#### [What is needed]
Scan the listing for "OsString" and copy out each line that has it.

#### [Study material]
┏━━

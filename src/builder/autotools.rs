//! autoconf/make source builds.
//!
//! The build installs into a throwaway staging prefix; only the versioned
//! shared object is kept, copied into the package-local library directory
//! with unversioned links beside it so the filesystem search can find it.

use std::path::{Path, PathBuf};

use anyhow::Context;

use crate::builder::staging::StagingDir;
use crate::core::{ArtifactNames, OsKind, PackageLayout, PackageRecipe, ResolveError};
use crate::util::fs::{copy_file, ensure_dir, link_or_copy};
use crate::util::process::{CommandRunner, ProcessBuilder};

/// How many trailing stderr lines to keep in a build failure.
const STDERR_TAIL_LINES: usize = 40;

/// Builds one recipe from an unpacked source tree.
pub struct AutotoolsBuilder<'a> {
    runner: &'a dyn CommandRunner,
    recipe: &'a PackageRecipe,
    layout: &'a PackageLayout,
    os: OsKind,
    jobs: usize,
}

impl<'a> AutotoolsBuilder<'a> {
    pub fn new(
        runner: &'a dyn CommandRunner,
        recipe: &'a PackageRecipe,
        layout: &'a PackageLayout,
        os: OsKind,
    ) -> Self {
        AutotoolsBuilder {
            runner,
            recipe,
            layout,
            os,
            jobs: default_jobs(),
        }
    }

    /// Set the number of parallel `make` jobs.
    pub fn jobs(mut self, jobs: usize) -> Self {
        self.jobs = jobs.max(1);
        self
    }

    /// Build `source_dir` and return the stable library directory.
    ///
    /// Compilation is skipped when the versioned artifact already exists in
    /// the stable directory (or in a leftover staging prefix) and `force` is
    /// not set. The staging prefix is gone when this returns, on every path.
    pub fn build(&self, source_dir: &Path, force: bool) -> Result<PathBuf, ResolveError> {
        let names = self.artifact_names()?;
        let stable_dir = self.layout.stable_library_dir(self.os);
        let stable_artifact = stable_dir.join(&names.versioned);

        let staging = StagingDir::new(self.layout.staging_prefix(&self.recipe.name));
        let staged_artifact = staging.lib_dir().join(&names.versioned);

        if !force && stable_artifact.is_file() {
            tracing::info!(
                "{} already built at {}, skipping",
                self.recipe.name,
                stable_artifact.display()
            );
            self.install_links(&stable_dir, &names)?;
            return Ok(stable_dir);
        }

        if force || !staged_artifact.is_file() {
            self.compile(source_dir, staging.path())?;
        } else {
            tracing::info!("reusing staged {}", staged_artifact.display());
        }

        if !staged_artifact.is_file() {
            return Err(anyhow::anyhow!(
                "build of `{}` finished but {} was not installed",
                self.recipe.name,
                staged_artifact.display()
            )
            .into());
        }

        ensure_dir(&stable_dir)?;
        copy_file(&staged_artifact, &stable_artifact)?;
        self.install_links(&stable_dir, &names)?;

        tracing::info!(
            "installed {} into {}",
            names.versioned,
            stable_dir.display()
        );
        Ok(stable_dir)
    }

    fn artifact_names(&self) -> Result<ArtifactNames, ResolveError> {
        let unsupported = || ResolveError::UnsupportedPlatform {
            package: self.recipe.name.clone(),
            os: self.os,
        };

        if !self.recipe.supports_build_on(self.os) {
            return Err(unsupported());
        }
        self.recipe.artifact_names(self.os).ok_or_else(unsupported)
    }

    fn compile(&self, source_dir: &Path, prefix: &Path) -> Result<(), ResolveError> {
        tracing::info!(
            "Building {} {} from {}",
            self.recipe.name,
            self.recipe.version,
            source_dir.display()
        );

        let configure = source_dir.join("configure");
        let steps = [
            ProcessBuilder::new("autoreconf").arg("-vfi"),
            ProcessBuilder::new(&configure).arg(format!("--prefix={}", prefix.display())),
            ProcessBuilder::new("make").arg(format!("-j{}", self.jobs)),
            ProcessBuilder::new("make").arg("install"),
        ];

        for step in steps {
            self.run_step(&step.cwd(source_dir))?;
        }
        Ok(())
    }

    fn run_step(&self, cmd: &ProcessBuilder) -> Result<(), ResolveError> {
        tracing::info!("Running `{}`", cmd.display_command());

        let output = self
            .runner
            .run(cmd)
            .map_err(|e| ResolveError::ExternalTool {
                command: cmd.display_command(),
                code: None,
                stderr: format!("{:#}", e),
            })?;

        if !output.success() {
            return Err(ResolveError::ExternalTool {
                command: cmd.display_command(),
                code: output.code,
                stderr: tail_lines(&output.stderr, STDERR_TAIL_LINES),
            });
        }
        Ok(())
    }

    fn install_links(&self, stable_dir: &Path, names: &ArtifactNames) -> Result<(), ResolveError> {
        for link in &names.links {
            link_or_copy(Path::new(&names.versioned), &stable_dir.join(link))
                .with_context(|| format!("failed to link {}", link))?;
        }
        Ok(())
    }
}

fn default_jobs() -> usize {
    std::thread::available_parallelism()
        .map(|n| n.get())
        .unwrap_or(1)
}

fn tail_lines(text: &str, n: usize) -> String {
    let lines: Vec<&str> = text.lines().collect();
    let start = lines.len().saturating_sub(n);
    lines[start..].join("\n")
}

#[cfg(test)]
mod tests {
    use super::*;
    use crate::test_support::{demo_recipe, fake_autotools, MockExecutor, MockProcessOutput};
    use tempfile::TempDir;

    #[test]
    fn test_build_installs_artifact_and_links() {
        let tmp = TempDir::new().unwrap();
        let layout = PackageLayout::new(tmp.path());
        let recipe = demo_recipe();
        let source = layout.source_dir(&recipe.source_dir);
        std::fs::create_dir_all(&source).unwrap();

        let exec = MockExecutor::new();
        fake_autotools(&exec, "libdemo-1.0.so.0.0.1");

        let stable = AutotoolsBuilder::new(&exec, &recipe, &layout, OsKind::Linux)
            .jobs(2)
            .build(&source, false)
            .unwrap();

        assert_eq!(stable, tmp.path().join("libs/unix"));
        assert!(stable.join("libdemo-1.0.so.0.0.1").is_file());
        assert!(stable.join("libdemo-1.0.so.0").exists());
        assert!(stable.join("libdemo-1.0.so").exists());
        assert!(!layout.staging_prefix("demo").exists());

        let calls = exec.calls();
        assert_eq!(calls.len(), 4);
        assert_eq!(calls[0], "autoreconf -vfi");
        assert!(calls[1].ends_with(&format!(
            "configure --prefix={}",
            layout.staging_prefix("demo").display()
        )));
        assert_eq!(calls[2], "make -j2");
        assert_eq!(calls[3], "make install");
    }

    #[test]
    fn test_second_build_skips_make() {
        let tmp = TempDir::new().unwrap();
        let layout = PackageLayout::new(tmp.path());
        let recipe = demo_recipe();
        let source = layout.source_dir(&recipe.source_dir);
        std::fs::create_dir_all(&source).unwrap();

        let exec = MockExecutor::new();
        fake_autotools(&exec, "libdemo-1.0.so.0.0.1");
        let builder = AutotoolsBuilder::new(&exec, &recipe, &layout, OsKind::Linux);

        let first = builder.build(&source, false).unwrap();
        let second = builder.build(&source, false).unwrap();

        assert_eq!(first, second);
        let make_calls = exec.calls().iter().filter(|c| c.starts_with("make")).count();
        assert_eq!(make_calls, 2); // `make -jN` and `make install`, once
    }

    #[test]
    fn test_force_rebuilds() {
        let tmp = TempDir::new().unwrap();
        let layout = PackageLayout::new(tmp.path());
        let recipe = demo_recipe();
        let source = layout.source_dir(&recipe.source_dir);
        std::fs::create_dir_all(&source).unwrap();

        let exec = MockExecutor::new();
        fake_autotools(&exec, "libdemo-1.0.so.0.0.1");
        let builder = AutotoolsBuilder::new(&exec, &recipe, &layout, OsKind::Linux);

        builder.build(&source, false).unwrap();
        builder.build(&source, true).unwrap();

        assert_eq!(exec.calls().len(), 8);
    }

    #[test]
    fn test_failed_step_aborts_and_cleans_up() {
        let tmp = TempDir::new().unwrap();
        let layout = PackageLayout::new(tmp.path());
        let recipe = demo_recipe();
        let source = layout.source_dir(&recipe.source_dir);
        std::fs::create_dir_all(&source).unwrap();
        std::fs::create_dir_all(layout.staging_prefix("demo")).unwrap();

        let exec = MockExecutor::new();
        exec.expect("autoreconf -vfi", MockProcessOutput::success(""));
        exec.expect_contains("configure", MockProcessOutput::success(""));
        exec.expect_prefix("make -j", MockProcessOutput::failure(2, "error: hunspell.cxx"));

        let err = AutotoolsBuilder::new(&exec, &recipe, &layout, OsKind::Linux)
            .build(&source, false)
            .unwrap_err();

        match err {
            ResolveError::ExternalTool { code, stderr, .. } => {
                assert_eq!(code, Some(2));
                assert!(stderr.contains("hunspell.cxx"));
            }
            other => panic!("expected ExternalTool, got {:?}", other),
        }
        // `make install` never ran
        assert_eq!(exec.calls().len(), 3);
        assert!(!layout.staging_prefix("demo").exists());
        assert!(!layout.stable_library_dir(OsKind::Linux).exists());
    }

    #[test]
    fn test_missing_tool_is_external_failure() {
        let tmp = TempDir::new().unwrap();
        let layout = PackageLayout::new(tmp.path());
        let recipe = demo_recipe();

        let exec = MockExecutor::new();
        let err = AutotoolsBuilder::new(&exec, &recipe, &layout, OsKind::Linux)
            .build(tmp.path(), false)
            .unwrap_err();

        assert!(matches!(err, ResolveError::ExternalTool { code: None, .. }));
    }

    #[test]
    fn test_unsupported_on_windows() {
        let tmp = TempDir::new().unwrap();
        let layout = PackageLayout::new(tmp.path());
        let recipe = demo_recipe();
        let exec = MockExecutor::new();

        let err = AutotoolsBuilder::new(&exec, &recipe, &layout, OsKind::Windows)
            .build(tmp.path(), false)
            .unwrap_err();

        assert!(matches!(err, ResolveError::UnsupportedPlatform { .. }));
        assert!(exec.calls().is_empty());
    }

    #[test]
    fn test_reuses_leftover_staged_artifact() {
        let tmp = TempDir::new().unwrap();
        let layout = PackageLayout::new(tmp.path());
        let recipe = demo_recipe();
        let staged_lib = layout.staging_prefix("demo").join("lib");
        std::fs::create_dir_all(&staged_lib).unwrap();
        std::fs::write(staged_lib.join("libdemo-1.0.0.dylib"), "macho").unwrap();

        let exec = MockExecutor::new();
        let stable = AutotoolsBuilder::new(&exec, &recipe, &layout, OsKind::MacOs)
            .build(tmp.path(), false)
            .unwrap();

        assert!(exec.calls().is_empty());
        assert!(stable.join("libdemo-1.0.0.dylib").is_file());
        assert!(stable.join("libdemo-1.0.dylib").exists());
        assert!(!layout.staging_prefix("demo").exists());
    }

    #[test]
    fn test_tail_lines() {
        assert_eq!(tail_lines("a\nb\nc", 2), "b\nc");
        assert_eq!(tail_lines("a", 5), "a");
    }
}
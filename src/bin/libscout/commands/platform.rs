//! `libscout platform` command
//!
//! Prints what the filesystem search will use on this host.

use std::collections::BTreeMap;
use std::path::PathBuf;

use anyhow::{Context, Result};
use serde_json::json;

use crate::cli::PlatformArgs;
use libscout::util::process::find_executable;
use libscout::util::GlobalContext;
use libscout::PlatformProfile;

/// External tools the pipeline may invoke.
const TOOLS: &[&str] = &["autoreconf", "make"];

pub fn execute(args: PlatformArgs, gctx: &GlobalContext) -> Result<()> {
    let profile = PlatformProfile::from_host(&gctx.host_env());
    let stable_dir = gctx.layout().stable_library_dir(profile.os_kind());

    if args.json {
        let value = json!({
            "os": profile.os_kind().as_str(),
            "arch": profile.arch().as_str(),
            "library_extensions": profile.library_extensions(),
            "search_directories": profile.search_directories(),
            "include_directories": profile.include_directories(),
            "stable_library_directory": stable_dir,
            "tools": tool_paths(gctx),
        });
        println!(
            "{}",
            serde_json::to_string_pretty(&value).context("failed to serialize profile")?
        );
        return Ok(());
    }

    println!("os: {}", profile.os_kind());
    println!("arch: {}", profile.arch().as_str());
    println!(
        "extensions: {}",
        profile
            .library_extensions()
            .iter()
            .map(|e| if e.is_empty() { "(none)" } else { e.as_str() })
            .collect::<Vec<_>>()
            .join(", ")
    );
    println!("stable library directory: {}", stable_dir.display());
    println!("search directories:");
    for dir in profile.search_directories() {
        println!("  {}", dir.display());
    }
    println!("include directories:");
    for dir in profile.include_directories() {
        println!("  {}", dir.display());
    }
    println!("tools:");
    for (tool, path) in tool_paths(gctx) {
        match path {
            Some(path) => println!("  {}: {}", tool, path.display()),
            None => println!("  {}: not found", tool),
        }
    }
    Ok(())
}

fn tool_paths(gctx: &GlobalContext) -> BTreeMap<String, Option<PathBuf>> {
    std::iter::once(gctx.pkg_config_program())
        .chain(TOOLS.iter().map(|t| t.to_string()))
        .map(|tool| {
            let path = find_executable(&tool);
            (tool, path)
        })
        .collect()
}
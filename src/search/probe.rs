//! Priority-ordered filesystem search.
//!
//! Directories are the outer loop and patterns the inner loop, so a match in
//! an earlier (higher priority, e.g. package-local) directory always beats a
//! match in a later (system-wide) one.

use std::path::{Path, PathBuf};

use glob::Pattern;

use crate::core::ResolvedArtifact;
use crate::search::names::is_glob;

/// One (directory, pattern) pair to evaluate.
#[derive(Debug, Clone, PartialEq, Eq)]
pub struct SearchCandidate {
    pub directory: PathBuf,
    pub name_pattern: String,
    pub is_glob: bool,
}

impl SearchCandidate {
    /// Paths on disk this candidate refers to. Literal candidates always
    /// yield exactly one path, whether or not it exists.
    fn expand(&self) -> Vec<PathBuf> {
        if !self.is_glob {
            return vec![self.directory.join(&self.name_pattern)];
        }

        let dir = Pattern::escape(&self.directory.to_string_lossy());
        let full = Path::new(&dir).join(&self.name_pattern);
        let full = full.to_string_lossy();

        match glob::glob(&full) {
            Ok(paths) => paths
                .filter_map(|entry| match entry {
                    Ok(path) => Some(path),
                    Err(e) => {
                        tracing::debug!("glob error: {}", e);
                        None
                    }
                })
                .collect(),
            Err(e) => {
                tracing::debug!("invalid glob pattern `{}`: {}", full, e);
                Vec::new()
            }
        }
    }
}

/// Build the ordered candidate list for a search.
pub fn candidates(directories: &[PathBuf], patterns: &[String]) -> Vec<SearchCandidate> {
    directories
        .iter()
        .flat_map(|dir| {
            patterns.iter().map(move |pattern| SearchCandidate {
                directory: dir.clone(),
                name_pattern: pattern.clone(),
                is_glob: is_glob(pattern),
            })
        })
        .collect()
}

/// Return the first path, in directory-then-pattern order, accepted by `accept`.
pub fn search<F>(
    directories: &[PathBuf],
    patterns: &[String],
    accept: F,
) -> Option<ResolvedArtifact>
where
    F: Fn(&Path) -> bool,
{
    for candidate in candidates(directories, patterns) {
        for path in candidate.expand() {
            if accept(&path) {
                tracing::debug!("matched {}", path.display());
                return Some(ResolvedArtifact::new(path));
            }
        }
    }
    None
}

/// [`search`] with the default predicate: the path exists.
pub fn search_existing(directories: &[PathBuf], patterns: &[String]) -> Option<ResolvedArtifact> {
    search(directories, patterns, |path| path.exists())
}

/// Whether `path` is a regular file with one of the accepted extensions.
///
/// Only the last extension is considered, so compound extensions such as
/// `.dll.a` never match even if listed. Known limitation; callers depend on
/// the narrower matching.
pub fn is_library(path: &Path, extensions: &[String]) -> bool {
    if !path.is_file() {
        return false;
    }
    let ext = path
        .extension()
        .map(|e| format!(".{}", e.to_string_lossy()))
        .unwrap_or_default();
    extensions.iter().any(|accepted| *accepted == ext)
}
//! Host platform profile.
//!
//! A [`PlatformProfile`] captures everything the resolution pipeline needs to
//! know about the host: which OS conventions apply, the architecture tag used
//! in prebuilt artifact names, which file extensions count as linkable
//! libraries, and where libraries and headers conventionally live.
//!
//! The profile is computed once from a [`HostEnv`] snapshot and then passed
//! explicitly to every component. Tests build their own `HostEnv` instead of
//! touching process-wide state.

use std::ffi::OsString;
use std::fmt;
use std::path::{Path, PathBuf};

use serde::{Deserialize, Serialize};

/// Operating system family.
#[derive(Debug, Clone, Copy, PartialEq, Eq, Hash, Serialize, Deserialize)]
#[serde(rename_all = "lowercase")]
pub enum OsKind {
    Windows,
    #[serde(alias = "darwin", alias = "osx")]
    MacOs,
    Linux,
    Other,
}

impl OsKind {
    /// Map a `std::env::consts::OS` style name onto an OS family.
    pub fn from_os_name(name: &str) -> Self {
        match name {
            "windows" => OsKind::Windows,
            "macos" | "darwin" => OsKind::MacOs,
            "linux" => OsKind::Linux,
            _ => OsKind::Other,
        }
    }

    pub fn is_windows(self) -> bool {
        self == OsKind::Windows
    }

    pub fn as_str(self) -> &'static str {
        match self {
            OsKind::Windows => "windows",
            OsKind::MacOs => "macos",
            OsKind::Linux => "linux",
            OsKind::Other => "other",
        }
    }
}

impl fmt::Display for OsKind {
    fn fmt(&self, f: &mut fmt::Formatter<'_>) -> fmt::Result {
        f.write_str(self.as_str())
    }
}

/// Pointer-width tag used in prebuilt artifact names (`hunspell-x64`).
#[derive(Debug, Clone, Copy, PartialEq, Eq, Hash, Serialize, Deserialize)]
#[serde(rename_all = "lowercase")]
pub enum ArchTag {
    X86,
    X64,
}

impl ArchTag {
    pub fn from_pointer_width(bits: u32) -> Self {
        if bits >= 64 {
            ArchTag::X64
        } else {
            ArchTag::X86
        }
    }

    pub fn as_str(self) -> &'static str {
        match self {
            ArchTag::X86 => "x86",
            ArchTag::X64 => "x64",
        }
    }
}

impl fmt::Display for ArchTag {
    fn fmt(&self, f: &mut fmt::Formatter<'_>) -> fmt::Result {
        f.write_str(self.as_str())
    }
}

/// Snapshot of the host state a profile is derived from.
#[derive(Debug, Clone)]
pub struct HostEnv {
    /// OS name in `std::env::consts::OS` form
    pub os: String,
    /// Pointer width in bits
    pub pointer_width: u32,
    /// Current working directory
    pub cwd: PathBuf,
    /// Root of the package that consumes the resolved configuration
    pub package_root: PathBuf,
    /// `%SystemRoot%` (Windows only)
    pub system_root: Option<PathBuf>,
    /// Raw `PATH` value (Windows only)
    pub path: Option<OsString>,
}

impl HostEnv {
    /// Capture the current process environment.
    pub fn current() -> Self {
        let cwd = std::env::current_dir().unwrap_or_else(|_| PathBuf::from("."));

        HostEnv {
            os: std::env::consts::OS.to_string(),
            pointer_width: usize::BITS,
            package_root: cwd.clone(),
            cwd,
            system_root: std::env::var_os("SystemRoot").map(PathBuf::from),
            path: std::env::var_os("PATH"),
        }
    }

    /// Use a different package root than the current directory.
    pub fn with_package_root(mut self, root: impl Into<PathBuf>) -> Self {
        self.package_root = root.into();
        self
    }
}

/// Platform conventions for locating native libraries.
#[derive(Debug, Clone, PartialEq, Eq)]
pub struct PlatformProfile {
    os_kind: OsKind,
    arch: ArchTag,
    library_extensions: Vec<String>,
    search_directories: Vec<PathBuf>,
    include_directories: Vec<PathBuf>,
}

const UNIX_LIBRARY_DIRS: &[&str] = &[
    "/usr/local/lib64",
    "/usr/local/lib",
    "/usr/local/libdata",
    "/opt/local/lib",
    "/usr/lib/x86_64-linux-gnu",
    "/usr/lib64",
    "/usr/lib",
    "/usr/X11/lib",
    "/usr/share",
];

const UNIX_INCLUDE_DIRS: &[&str] = &["/usr/local/include", "/opt/include", "/usr/include"];

impl PlatformProfile {
    /// Detect the profile of the running process.
    pub fn detect() -> Self {
        Self::from_host(&HostEnv::current())
    }

    /// Derive a profile from a host snapshot. Never fails.
    pub fn from_host(host: &HostEnv) -> Self {
        let os_kind = OsKind::from_os_name(&host.os);
        if os_kind == OsKind::Other {
            tracing::warn!(
                "unrecognized platform `{}`, falling back to generic Unix conventions",
                host.os
            );
        }

        let arch = ArchTag::from_pointer_width(host.pointer_width);
        let search_directories = unique_existing_dirs(default_library_dirs(os_kind, host));
        let include_directories = unique_existing_dirs(default_include_dirs(os_kind, host));

        PlatformProfile {
            os_kind,
            arch,
            library_extensions: library_extensions(os_kind),
            search_directories,
            include_directories,
        }
    }

    /// Build a profile with an explicit directory list instead of the
    /// conventional one. Nonexistent directories are still dropped.
    pub fn custom(os_kind: OsKind, arch: ArchTag, search_directories: Vec<PathBuf>) -> Self {
        PlatformProfile {
            os_kind,
            arch,
            library_extensions: library_extensions(os_kind),
            search_directories: unique_existing_dirs(search_directories),
            include_directories: Vec::new(),
        }
    }

    pub fn os_kind(&self) -> OsKind {
        self.os_kind
    }

    pub fn arch(&self) -> ArchTag {
        self.arch
    }

    /// File extensions accepted as build-time link inputs, in priority order.
    pub fn library_extensions(&self) -> &[String] {
        &self.library_extensions
    }

    /// Conventional library directories, highest priority first.
    pub fn search_directories(&self) -> &[PathBuf] {
        &self.search_directories
    }

    /// Conventional header directories.
    pub fn include_directories(&self) -> &[PathBuf] {
        &self.include_directories
    }

    /// Whether source builds can emit rpath-style runtime directories.
    pub fn has_runtime_library_dirs(&self) -> bool {
        !self.os_kind.is_windows()
    }
}

/// Extension table. `.dll` is runtime-only on Windows and never matched.
fn library_extensions(os: OsKind) -> Vec<String> {
    let exts: &[&str] = match os {
        OsKind::Windows => &[".lib"],
        OsKind::MacOs => &["", ".so", ".dylib"],
        OsKind::Linux | OsKind::Other => &["", ".so"],
    };
    exts.iter().map(|s| s.to_string()).collect()
}

fn default_library_dirs(os: OsKind, host: &HostEnv) -> Vec<PathBuf> {
    match os {
        OsKind::Windows => {
            let mut dirs = vec![host.package_root.clone(), host.cwd.clone()];
            if let Some(root) = &host.system_root {
                dirs.push(root.join("system"));
                dirs.push(root.join("system32"));
                dirs.push(root.clone());
            }
            if let Some(path) = &host.path {
                dirs.extend(std::env::split_paths(path).filter(|p| !p.as_os_str().is_empty()));
            }
            dirs.into_iter()
                .map(|p| absolutize(&host.cwd, &p))
                .collect()
        }
        OsKind::MacOs => {
            let mut dirs = vec![host.cwd.clone()];
            dirs.extend(UNIX_LIBRARY_DIRS.iter().map(PathBuf::from));
            dirs.push(PathBuf::from("/opt/homebrew/lib"));
            dirs
        }
        OsKind::Linux | OsKind::Other => {
            let mut dirs = vec![host.cwd.clone()];
            dirs.extend(UNIX_LIBRARY_DIRS.iter().map(PathBuf::from));
            dirs
        }
    }
}

fn default_include_dirs(os: OsKind, host: &HostEnv) -> Vec<PathBuf> {
    let mut dirs = vec![host.cwd.clone()];
    if !os.is_windows() {
        dirs.extend(UNIX_INCLUDE_DIRS.iter().map(PathBuf::from));
    }
    dirs
}

fn absolutize(cwd: &Path, path: &Path) -> PathBuf {
    if path.is_absolute() {
        path.to_path_buf()
    } else {
        cwd.join(path)
    }
}

/// Drop duplicates (keeping the first occurrence) and nonexistent directories.
fn unique_existing_dirs(dirs: Vec<PathBuf>) -> Vec<PathBuf> {
    let mut out: Vec<PathBuf> = Vec::with_capacity(dirs.len());
    for dir in dirs {
        if !dir.is_dir() || out.contains(&dir) {
            continue;
        }
        out.push(dir);
    }
    out
}
//! `libscout build` command

use anyhow::Result;

use crate::cli::BuildArgs;
use libscout::ops::{build_package, resolve_options};
use libscout::util::GlobalContext;

pub fn execute(args: BuildArgs, gctx: &GlobalContext) -> Result<()> {
    let config = gctx.load_config();
    let mut options = resolve_options(gctx, &config, vec![args.package.clone()])?;
    if args.force {
        options.force_build = true;
    }
    if args.jobs.is_some() {
        options.jobs = args.jobs;
    }

    let stable_dir = build_package(gctx, &config, &args.package, &options)?;

    tracing::info!("{} is ready in {}", args.package, stable_dir.display());
    println!("{}", stable_dir.display());
    Ok(())
}
//! Wiring for a real invocation: host profile, configuration, environment,
//! and the system command runner and HTTP client.

use std::io::IsTerminal;
use std::path::PathBuf;

use crate::core::{
    BuildConfiguration, PackageCatalog, PackageLayout, PlatformProfile, ResolveError,
};
use crate::ops::resolve::{ResolveOptions, Resolver};
use crate::ops::toolset::select_toolset;
use crate::sources::HttpDownloader;
use crate::util::process::SystemRunner;
use crate::util::{Config, GlobalContext};

/// Collaborators shared by every command of one run.
pub struct Session {
    pub profile: PlatformProfile,
    pub layout: PackageLayout,
    pub catalog: PackageCatalog,
    runner: SystemRunner,
    downloader: HttpDownloader,
    pkg_config_program: String,
}

impl Session {
    pub fn new(gctx: &GlobalContext, config: &Config) -> Self {
        let mut catalog = PackageCatalog::builtin();
        catalog.extend_from_config(&config.packages);

        Session {
            profile: PlatformProfile::from_host(&gctx.host_env()),
            layout: gctx.layout(),
            catalog,
            runner: SystemRunner,
            downloader: HttpDownloader::new().with_progress(std::io::stderr().is_terminal()),
            pkg_config_program: gctx.pkg_config_program(),
        }
    }

    pub fn resolver(&self) -> Resolver<'_> {
        Resolver::new(
            &self.profile,
            &self.layout,
            &self.catalog,
            &self.runner,
            &self.downloader,
        )
        .with_pkg_config_program(self.pkg_config_program.clone())
    }
}

/// Options from configuration and environment, before command-line overrides.
///
/// `LIBSCOUT_NO_DOWNLOAD` beats `[net] offline`; `LIBSCOUT_TOOLSET` beats
/// `[windows] toolset`. Relative `[search] extra_dirs` are taken relative to
/// the package root, not the directory the tool happens to run in.
pub fn resolve_options(
    gctx: &GlobalContext,
    config: &Config,
    packages: Vec<String>,
) -> Result<ResolveOptions, ResolveError> {
    let downloads_disabled = gctx.downloads_disabled_by_env().or_else(|| {
        config
            .net
            .offline
            .then(|| "offline mode is enabled in configuration".to_string())
    });

    let explicit_toolset = gctx
        .toolset_from_env()
        .or_else(|| config.windows.toolset.clone());
    let toolset = select_toolset(
        explicit_toolset.as_deref(),
        config.windows.runtime_version.as_deref(),
    )?;

    Ok(ResolveOptions {
        packages,
        language: None,
        use_pkg_config: config.use_pkg_config(),
        force_build: config.build.force,
        downloads_disabled,
        toolset,
        extra_dirs: config
            .search
            .extra_dirs
            .iter()
            .map(|dir| gctx.root().join(dir))
            .collect(),
        jobs: config.build.jobs,
    })
}

/// Resolve `options.packages` against the host.
pub fn resolve_packages(
    gctx: &GlobalContext,
    config: &Config,
    options: &ResolveOptions,
) -> Result<BuildConfiguration, ResolveError> {
    Session::new(gctx, config).resolver().resolve(options)
}

/// Download and unpack one package's sources.
pub fn fetch_package(
    gctx: &GlobalContext,
    config: &Config,
    package: &str,
    options: &ResolveOptions,
) -> Result<PathBuf, ResolveError> {
    Session::new(gctx, config).resolver().acquire(package, options)
}

/// Fetch and build one package from source.
pub fn build_package(
    gctx: &GlobalContext,
    config: &Config,
    package: &str,
    options: &ResolveOptions,
) -> Result<PathBuf, ResolveError> {
    Session::new(gctx, config)
        .resolver()
        .acquire_and_build(package, options)
}

/// One-call entry point for build scripts.
///
/// The package root is `CARGO_MANIFEST_DIR` when set, otherwise the current
/// directory; configuration and environment apply as for the CLI.
pub fn configure<I, S>(packages: I) -> Result<BuildConfiguration, ResolveError>
where
    I: IntoIterator<Item = S>,
    S: Into<String>,
{
    let mut gctx = GlobalContext::new()?;
    if let Some(dir) = std::env::var_os("CARGO_MANIFEST_DIR") {
        gctx = gctx.with_root(PathBuf::from(dir));
    }

    let config = gctx.load_config();
    let options = resolve_options(
        &gctx,
        &config,
        packages.into_iter().map(Into::into).collect(),
    )?;
    resolve_packages(&gctx, &config, &options)
}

┗━━

#### [Answer space]
use std::ffi::OsString;
    pub path: Option<OsString>,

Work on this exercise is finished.